What is needed —
Here is the task for the records below: repeat exactly the lines from the one with "pub use self::tracing::setup_tracing;" to the one with "if let Err(e)", both included, and nothing else.

Material for this task —
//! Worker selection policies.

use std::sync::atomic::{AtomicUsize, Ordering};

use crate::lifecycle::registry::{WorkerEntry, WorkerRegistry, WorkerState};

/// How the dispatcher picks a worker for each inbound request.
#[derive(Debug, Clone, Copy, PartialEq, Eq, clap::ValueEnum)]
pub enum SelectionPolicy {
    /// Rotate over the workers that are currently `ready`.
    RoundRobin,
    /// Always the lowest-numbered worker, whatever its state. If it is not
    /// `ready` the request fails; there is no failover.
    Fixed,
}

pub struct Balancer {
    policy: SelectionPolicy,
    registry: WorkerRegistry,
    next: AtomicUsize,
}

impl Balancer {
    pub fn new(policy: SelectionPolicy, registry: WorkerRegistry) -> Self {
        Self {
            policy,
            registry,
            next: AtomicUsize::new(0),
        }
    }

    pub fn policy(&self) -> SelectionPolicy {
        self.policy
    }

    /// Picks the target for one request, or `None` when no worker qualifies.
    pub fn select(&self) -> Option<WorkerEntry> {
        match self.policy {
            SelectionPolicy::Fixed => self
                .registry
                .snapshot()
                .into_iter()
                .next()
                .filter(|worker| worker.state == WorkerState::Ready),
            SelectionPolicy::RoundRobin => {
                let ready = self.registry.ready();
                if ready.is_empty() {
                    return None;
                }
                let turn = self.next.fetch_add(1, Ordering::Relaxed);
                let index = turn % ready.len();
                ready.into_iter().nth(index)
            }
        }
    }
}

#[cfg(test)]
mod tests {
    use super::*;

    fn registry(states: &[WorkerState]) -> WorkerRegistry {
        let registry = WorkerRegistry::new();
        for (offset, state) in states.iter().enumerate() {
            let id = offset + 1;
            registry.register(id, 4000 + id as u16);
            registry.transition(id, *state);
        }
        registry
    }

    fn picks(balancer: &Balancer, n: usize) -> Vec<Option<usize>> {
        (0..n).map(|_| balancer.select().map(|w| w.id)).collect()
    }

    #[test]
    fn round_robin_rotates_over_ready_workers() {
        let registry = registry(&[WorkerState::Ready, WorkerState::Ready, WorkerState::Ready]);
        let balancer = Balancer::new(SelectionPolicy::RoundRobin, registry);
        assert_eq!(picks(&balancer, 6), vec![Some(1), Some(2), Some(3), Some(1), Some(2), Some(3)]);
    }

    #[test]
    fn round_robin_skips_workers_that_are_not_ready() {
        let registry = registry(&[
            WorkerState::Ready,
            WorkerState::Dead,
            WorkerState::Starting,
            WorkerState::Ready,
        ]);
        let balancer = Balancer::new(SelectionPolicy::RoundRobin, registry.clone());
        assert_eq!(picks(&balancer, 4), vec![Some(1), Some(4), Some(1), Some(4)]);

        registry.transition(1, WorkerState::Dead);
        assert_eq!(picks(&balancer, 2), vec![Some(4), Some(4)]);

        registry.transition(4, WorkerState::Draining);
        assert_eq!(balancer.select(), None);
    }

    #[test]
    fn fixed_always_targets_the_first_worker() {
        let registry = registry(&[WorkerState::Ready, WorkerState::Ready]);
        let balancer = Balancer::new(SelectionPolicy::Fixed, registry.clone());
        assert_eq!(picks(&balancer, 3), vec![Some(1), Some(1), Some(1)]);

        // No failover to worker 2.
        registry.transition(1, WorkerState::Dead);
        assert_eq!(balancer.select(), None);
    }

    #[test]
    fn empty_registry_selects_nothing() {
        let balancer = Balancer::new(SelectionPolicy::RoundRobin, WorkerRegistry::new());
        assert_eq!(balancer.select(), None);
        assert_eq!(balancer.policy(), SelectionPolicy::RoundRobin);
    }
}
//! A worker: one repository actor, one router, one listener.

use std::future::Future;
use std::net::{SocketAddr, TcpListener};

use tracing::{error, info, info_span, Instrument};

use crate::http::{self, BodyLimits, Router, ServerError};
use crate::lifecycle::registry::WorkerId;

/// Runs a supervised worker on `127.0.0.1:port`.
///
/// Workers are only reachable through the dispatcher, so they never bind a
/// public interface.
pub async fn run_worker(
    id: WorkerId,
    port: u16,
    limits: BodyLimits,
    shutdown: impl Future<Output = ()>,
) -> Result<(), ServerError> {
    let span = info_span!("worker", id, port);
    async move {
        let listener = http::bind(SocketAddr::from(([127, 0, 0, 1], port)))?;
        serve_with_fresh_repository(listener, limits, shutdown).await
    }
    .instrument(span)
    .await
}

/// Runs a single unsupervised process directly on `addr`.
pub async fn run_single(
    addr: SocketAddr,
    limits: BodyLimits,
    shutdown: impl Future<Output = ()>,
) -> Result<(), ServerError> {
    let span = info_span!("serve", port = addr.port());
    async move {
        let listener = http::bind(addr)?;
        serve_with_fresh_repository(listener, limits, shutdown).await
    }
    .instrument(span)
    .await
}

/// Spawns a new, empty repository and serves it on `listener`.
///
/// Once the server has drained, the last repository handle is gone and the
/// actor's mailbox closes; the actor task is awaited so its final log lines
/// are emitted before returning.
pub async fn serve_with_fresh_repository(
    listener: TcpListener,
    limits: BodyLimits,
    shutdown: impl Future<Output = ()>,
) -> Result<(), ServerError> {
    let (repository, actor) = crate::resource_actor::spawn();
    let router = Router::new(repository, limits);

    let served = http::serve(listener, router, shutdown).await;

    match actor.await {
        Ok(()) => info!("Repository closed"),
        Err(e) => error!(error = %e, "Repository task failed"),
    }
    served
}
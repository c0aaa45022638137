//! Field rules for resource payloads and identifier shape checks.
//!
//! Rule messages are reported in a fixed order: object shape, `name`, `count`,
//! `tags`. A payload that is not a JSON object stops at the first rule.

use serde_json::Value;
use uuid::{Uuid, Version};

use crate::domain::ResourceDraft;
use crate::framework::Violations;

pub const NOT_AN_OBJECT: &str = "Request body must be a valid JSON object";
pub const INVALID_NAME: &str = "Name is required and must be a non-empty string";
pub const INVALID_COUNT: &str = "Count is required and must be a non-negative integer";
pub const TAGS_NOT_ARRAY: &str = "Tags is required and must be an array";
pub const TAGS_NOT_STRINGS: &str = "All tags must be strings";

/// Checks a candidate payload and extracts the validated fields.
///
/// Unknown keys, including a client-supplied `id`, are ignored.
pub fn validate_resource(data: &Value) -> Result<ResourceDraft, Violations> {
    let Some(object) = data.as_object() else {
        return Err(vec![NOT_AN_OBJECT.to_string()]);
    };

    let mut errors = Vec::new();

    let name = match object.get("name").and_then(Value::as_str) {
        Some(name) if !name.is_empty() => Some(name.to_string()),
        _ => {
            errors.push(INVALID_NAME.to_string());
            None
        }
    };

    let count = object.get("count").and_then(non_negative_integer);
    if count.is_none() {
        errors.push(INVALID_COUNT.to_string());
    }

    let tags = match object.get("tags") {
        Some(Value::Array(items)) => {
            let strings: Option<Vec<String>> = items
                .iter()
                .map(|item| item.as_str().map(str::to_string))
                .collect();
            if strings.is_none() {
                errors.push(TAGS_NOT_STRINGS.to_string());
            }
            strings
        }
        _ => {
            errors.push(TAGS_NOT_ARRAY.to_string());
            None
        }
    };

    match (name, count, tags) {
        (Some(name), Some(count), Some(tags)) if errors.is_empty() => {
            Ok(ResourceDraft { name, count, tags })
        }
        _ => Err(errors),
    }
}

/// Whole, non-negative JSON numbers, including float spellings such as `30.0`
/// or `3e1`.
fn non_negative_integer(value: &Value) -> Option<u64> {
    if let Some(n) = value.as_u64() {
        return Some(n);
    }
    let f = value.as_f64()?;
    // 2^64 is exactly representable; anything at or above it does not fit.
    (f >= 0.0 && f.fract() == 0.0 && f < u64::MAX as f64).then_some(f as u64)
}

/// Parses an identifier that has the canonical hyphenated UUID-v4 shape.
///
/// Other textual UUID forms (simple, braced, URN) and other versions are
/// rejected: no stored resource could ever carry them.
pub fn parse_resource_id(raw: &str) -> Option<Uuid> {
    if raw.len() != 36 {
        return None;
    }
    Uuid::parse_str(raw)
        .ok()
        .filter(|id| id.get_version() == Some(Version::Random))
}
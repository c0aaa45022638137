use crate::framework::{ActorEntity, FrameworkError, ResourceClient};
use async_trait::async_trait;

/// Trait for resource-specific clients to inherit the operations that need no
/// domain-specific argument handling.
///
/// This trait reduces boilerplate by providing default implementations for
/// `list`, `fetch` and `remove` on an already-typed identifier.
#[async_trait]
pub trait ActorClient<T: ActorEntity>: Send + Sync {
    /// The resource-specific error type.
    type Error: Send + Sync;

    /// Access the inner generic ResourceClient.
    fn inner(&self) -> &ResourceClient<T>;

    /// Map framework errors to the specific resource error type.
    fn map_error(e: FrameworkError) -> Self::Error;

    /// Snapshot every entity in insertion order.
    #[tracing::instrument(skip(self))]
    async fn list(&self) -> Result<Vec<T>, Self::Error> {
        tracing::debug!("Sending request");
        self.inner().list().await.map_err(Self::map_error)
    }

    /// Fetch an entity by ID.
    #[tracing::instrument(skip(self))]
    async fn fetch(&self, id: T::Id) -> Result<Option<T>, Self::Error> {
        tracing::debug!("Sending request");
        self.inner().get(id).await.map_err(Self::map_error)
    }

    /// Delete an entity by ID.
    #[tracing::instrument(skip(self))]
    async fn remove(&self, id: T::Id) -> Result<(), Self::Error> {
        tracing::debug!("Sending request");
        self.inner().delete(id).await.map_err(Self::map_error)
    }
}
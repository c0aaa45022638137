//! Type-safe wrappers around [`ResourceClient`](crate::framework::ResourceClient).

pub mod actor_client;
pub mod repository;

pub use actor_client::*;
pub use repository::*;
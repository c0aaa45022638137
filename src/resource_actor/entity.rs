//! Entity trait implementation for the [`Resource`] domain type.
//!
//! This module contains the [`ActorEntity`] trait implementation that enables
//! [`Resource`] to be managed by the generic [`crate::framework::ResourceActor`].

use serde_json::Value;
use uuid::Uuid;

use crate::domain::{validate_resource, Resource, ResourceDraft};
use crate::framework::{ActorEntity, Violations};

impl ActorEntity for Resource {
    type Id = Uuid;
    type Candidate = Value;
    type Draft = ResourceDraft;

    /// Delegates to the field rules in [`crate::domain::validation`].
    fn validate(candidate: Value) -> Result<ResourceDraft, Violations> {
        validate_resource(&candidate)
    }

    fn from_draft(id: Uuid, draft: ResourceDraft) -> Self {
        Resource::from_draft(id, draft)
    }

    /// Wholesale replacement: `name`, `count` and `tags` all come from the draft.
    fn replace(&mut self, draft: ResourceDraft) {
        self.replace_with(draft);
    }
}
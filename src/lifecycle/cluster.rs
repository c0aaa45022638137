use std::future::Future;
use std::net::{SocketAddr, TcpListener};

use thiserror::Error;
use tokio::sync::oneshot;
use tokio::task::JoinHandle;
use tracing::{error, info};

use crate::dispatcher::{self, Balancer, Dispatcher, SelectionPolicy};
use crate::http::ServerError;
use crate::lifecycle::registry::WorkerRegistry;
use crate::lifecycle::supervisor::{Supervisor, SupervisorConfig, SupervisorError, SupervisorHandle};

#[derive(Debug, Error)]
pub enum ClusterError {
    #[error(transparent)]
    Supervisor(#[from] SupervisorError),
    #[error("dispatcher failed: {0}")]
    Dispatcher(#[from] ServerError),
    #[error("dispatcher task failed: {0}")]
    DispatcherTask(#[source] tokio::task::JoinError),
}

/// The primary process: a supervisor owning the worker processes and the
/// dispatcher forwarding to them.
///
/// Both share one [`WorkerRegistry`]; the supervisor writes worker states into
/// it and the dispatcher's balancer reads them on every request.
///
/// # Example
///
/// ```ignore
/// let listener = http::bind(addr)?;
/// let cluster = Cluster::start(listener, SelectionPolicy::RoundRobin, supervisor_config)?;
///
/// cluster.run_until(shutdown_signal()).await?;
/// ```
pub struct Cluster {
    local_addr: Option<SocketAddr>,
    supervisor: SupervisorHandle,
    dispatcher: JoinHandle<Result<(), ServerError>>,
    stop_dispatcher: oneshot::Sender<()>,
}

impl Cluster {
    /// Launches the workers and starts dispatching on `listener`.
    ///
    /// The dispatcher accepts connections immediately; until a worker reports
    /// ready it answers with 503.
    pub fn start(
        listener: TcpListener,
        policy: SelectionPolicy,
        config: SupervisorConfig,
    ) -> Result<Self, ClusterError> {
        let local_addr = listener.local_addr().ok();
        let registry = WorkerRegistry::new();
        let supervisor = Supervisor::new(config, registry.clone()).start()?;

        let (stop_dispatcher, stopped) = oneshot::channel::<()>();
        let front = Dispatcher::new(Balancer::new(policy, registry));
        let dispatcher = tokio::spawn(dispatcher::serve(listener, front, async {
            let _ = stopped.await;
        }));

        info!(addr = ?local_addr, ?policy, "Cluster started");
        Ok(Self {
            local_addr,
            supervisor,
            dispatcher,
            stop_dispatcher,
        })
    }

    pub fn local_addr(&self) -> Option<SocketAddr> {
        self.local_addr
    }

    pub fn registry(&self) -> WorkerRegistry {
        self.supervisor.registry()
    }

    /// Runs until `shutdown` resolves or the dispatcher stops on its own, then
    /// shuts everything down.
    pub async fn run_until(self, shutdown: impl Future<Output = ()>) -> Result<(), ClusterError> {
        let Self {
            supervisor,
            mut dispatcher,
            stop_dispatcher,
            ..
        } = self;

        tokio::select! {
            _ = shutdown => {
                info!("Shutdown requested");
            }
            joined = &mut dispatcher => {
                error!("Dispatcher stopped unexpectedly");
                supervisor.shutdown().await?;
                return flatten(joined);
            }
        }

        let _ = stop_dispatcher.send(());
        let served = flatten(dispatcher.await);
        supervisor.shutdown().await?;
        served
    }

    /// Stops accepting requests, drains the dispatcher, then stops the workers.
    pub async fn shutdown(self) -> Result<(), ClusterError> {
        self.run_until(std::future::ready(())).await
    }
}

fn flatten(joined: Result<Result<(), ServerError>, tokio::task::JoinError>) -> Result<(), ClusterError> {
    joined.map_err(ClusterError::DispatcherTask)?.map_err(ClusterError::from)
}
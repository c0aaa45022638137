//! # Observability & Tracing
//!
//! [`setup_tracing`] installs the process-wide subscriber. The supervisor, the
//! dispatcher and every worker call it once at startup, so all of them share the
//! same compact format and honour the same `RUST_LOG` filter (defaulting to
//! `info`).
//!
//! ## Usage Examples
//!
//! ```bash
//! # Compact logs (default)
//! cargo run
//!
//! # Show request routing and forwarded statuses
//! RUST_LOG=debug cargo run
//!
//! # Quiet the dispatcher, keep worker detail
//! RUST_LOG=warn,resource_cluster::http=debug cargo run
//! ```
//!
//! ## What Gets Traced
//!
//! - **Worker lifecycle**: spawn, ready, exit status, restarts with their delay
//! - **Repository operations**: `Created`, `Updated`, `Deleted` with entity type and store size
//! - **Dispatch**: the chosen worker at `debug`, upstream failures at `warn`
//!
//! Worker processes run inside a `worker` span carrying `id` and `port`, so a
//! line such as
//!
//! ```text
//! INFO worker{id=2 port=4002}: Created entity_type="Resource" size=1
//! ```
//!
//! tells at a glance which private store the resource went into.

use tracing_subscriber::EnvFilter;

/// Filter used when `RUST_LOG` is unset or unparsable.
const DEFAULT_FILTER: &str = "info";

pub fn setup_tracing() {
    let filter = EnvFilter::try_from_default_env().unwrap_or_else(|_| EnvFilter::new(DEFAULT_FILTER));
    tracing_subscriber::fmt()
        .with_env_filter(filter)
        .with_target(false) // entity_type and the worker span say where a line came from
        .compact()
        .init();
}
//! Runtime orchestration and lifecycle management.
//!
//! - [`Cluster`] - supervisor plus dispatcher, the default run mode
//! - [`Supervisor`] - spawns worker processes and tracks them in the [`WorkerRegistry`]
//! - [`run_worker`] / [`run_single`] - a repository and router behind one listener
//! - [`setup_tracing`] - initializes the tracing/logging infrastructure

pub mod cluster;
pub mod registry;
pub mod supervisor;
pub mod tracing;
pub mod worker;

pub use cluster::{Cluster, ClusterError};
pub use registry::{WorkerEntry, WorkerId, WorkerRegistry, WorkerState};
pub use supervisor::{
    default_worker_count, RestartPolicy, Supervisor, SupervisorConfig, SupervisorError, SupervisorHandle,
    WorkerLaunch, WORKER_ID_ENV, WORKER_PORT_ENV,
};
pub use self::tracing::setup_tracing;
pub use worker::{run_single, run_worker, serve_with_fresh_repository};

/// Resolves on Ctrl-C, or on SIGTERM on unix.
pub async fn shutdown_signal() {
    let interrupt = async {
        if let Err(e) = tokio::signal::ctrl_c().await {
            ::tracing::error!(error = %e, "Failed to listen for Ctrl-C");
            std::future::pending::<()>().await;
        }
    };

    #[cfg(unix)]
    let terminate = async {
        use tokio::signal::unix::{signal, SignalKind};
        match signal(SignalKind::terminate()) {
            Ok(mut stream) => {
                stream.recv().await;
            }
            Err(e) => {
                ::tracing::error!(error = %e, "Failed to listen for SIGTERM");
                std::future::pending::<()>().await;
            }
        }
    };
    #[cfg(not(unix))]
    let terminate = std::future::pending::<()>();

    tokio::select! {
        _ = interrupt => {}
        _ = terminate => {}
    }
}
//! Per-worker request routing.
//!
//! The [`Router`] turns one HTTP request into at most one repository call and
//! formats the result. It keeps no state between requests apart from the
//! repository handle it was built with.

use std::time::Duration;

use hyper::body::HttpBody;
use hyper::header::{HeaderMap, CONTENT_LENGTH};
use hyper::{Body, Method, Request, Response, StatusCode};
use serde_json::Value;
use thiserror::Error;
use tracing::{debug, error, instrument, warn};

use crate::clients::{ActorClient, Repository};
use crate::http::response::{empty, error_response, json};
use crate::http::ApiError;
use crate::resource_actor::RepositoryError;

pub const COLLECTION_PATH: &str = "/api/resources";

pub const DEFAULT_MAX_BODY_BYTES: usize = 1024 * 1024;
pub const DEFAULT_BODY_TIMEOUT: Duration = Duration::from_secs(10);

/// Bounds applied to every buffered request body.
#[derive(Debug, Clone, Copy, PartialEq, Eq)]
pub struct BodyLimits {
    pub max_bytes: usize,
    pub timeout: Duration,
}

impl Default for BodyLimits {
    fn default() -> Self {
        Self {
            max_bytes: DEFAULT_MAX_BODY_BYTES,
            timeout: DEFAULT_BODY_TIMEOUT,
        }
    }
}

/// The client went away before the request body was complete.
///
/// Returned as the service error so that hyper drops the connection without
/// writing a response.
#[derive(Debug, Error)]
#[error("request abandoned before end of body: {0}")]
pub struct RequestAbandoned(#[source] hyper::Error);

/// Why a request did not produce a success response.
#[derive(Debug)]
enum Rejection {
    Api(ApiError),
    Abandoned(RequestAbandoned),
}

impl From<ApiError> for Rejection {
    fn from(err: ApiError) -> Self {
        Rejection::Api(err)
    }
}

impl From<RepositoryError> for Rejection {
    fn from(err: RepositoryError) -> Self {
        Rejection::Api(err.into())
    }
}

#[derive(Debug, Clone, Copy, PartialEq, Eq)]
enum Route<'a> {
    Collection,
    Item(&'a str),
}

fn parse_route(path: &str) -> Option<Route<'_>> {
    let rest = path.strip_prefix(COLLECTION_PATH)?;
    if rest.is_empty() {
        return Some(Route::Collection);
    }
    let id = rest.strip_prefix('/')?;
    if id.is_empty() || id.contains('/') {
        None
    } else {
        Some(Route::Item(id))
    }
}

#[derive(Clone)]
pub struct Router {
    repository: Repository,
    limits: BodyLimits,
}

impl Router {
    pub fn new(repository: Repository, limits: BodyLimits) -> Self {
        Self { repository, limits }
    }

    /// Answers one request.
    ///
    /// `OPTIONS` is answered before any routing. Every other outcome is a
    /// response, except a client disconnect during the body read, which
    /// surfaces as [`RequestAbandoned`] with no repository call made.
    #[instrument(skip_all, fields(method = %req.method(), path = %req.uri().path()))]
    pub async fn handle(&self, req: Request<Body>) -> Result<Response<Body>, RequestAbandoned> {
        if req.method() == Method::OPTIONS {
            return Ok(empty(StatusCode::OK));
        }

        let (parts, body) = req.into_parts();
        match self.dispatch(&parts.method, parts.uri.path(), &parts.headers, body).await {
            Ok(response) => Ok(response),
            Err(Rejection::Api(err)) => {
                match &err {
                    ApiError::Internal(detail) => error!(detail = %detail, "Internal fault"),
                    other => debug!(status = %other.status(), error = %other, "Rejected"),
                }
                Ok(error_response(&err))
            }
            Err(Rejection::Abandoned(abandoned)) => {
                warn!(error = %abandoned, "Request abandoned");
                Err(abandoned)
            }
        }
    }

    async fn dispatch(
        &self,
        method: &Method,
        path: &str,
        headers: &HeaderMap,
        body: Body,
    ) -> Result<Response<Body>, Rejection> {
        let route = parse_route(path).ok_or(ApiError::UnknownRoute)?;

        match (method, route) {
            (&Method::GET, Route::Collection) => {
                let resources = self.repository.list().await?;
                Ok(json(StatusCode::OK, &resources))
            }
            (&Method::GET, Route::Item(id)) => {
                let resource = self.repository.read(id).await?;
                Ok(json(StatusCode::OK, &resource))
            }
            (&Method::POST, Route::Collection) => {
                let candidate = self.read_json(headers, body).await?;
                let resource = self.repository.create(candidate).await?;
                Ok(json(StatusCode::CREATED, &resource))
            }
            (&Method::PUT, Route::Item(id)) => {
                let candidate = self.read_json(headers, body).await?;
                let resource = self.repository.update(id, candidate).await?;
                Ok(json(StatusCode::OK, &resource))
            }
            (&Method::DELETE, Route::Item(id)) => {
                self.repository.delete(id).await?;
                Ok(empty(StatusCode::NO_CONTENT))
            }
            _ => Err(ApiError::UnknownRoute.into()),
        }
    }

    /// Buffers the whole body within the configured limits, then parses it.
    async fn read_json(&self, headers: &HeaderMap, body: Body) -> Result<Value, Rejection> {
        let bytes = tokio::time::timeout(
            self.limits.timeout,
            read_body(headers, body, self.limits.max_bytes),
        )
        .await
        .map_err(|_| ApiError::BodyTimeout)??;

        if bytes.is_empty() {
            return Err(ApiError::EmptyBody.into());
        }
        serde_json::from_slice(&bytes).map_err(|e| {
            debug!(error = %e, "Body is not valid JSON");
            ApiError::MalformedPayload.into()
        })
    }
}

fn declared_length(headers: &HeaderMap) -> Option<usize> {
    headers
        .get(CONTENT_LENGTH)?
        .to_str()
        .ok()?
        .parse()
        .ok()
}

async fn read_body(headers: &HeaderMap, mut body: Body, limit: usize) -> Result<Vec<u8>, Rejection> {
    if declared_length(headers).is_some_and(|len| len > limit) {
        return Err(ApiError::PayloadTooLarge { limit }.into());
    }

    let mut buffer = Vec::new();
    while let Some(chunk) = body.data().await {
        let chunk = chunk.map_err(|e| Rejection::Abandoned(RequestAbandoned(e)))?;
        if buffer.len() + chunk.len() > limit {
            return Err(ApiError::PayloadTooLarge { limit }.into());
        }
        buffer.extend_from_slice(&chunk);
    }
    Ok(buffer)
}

Solution to this problem —
pub use self::tracing::setup_tracing;
pub use worker::{run_single, run_worker, serve_with_fresh_repository};

/// Resolves on Ctrl-C, or on SIGTERM on unix.
pub async fn shutdown_signal() {
    let interrupt = async {
        if let Err(e) = tokio::signal::ctrl_c().await {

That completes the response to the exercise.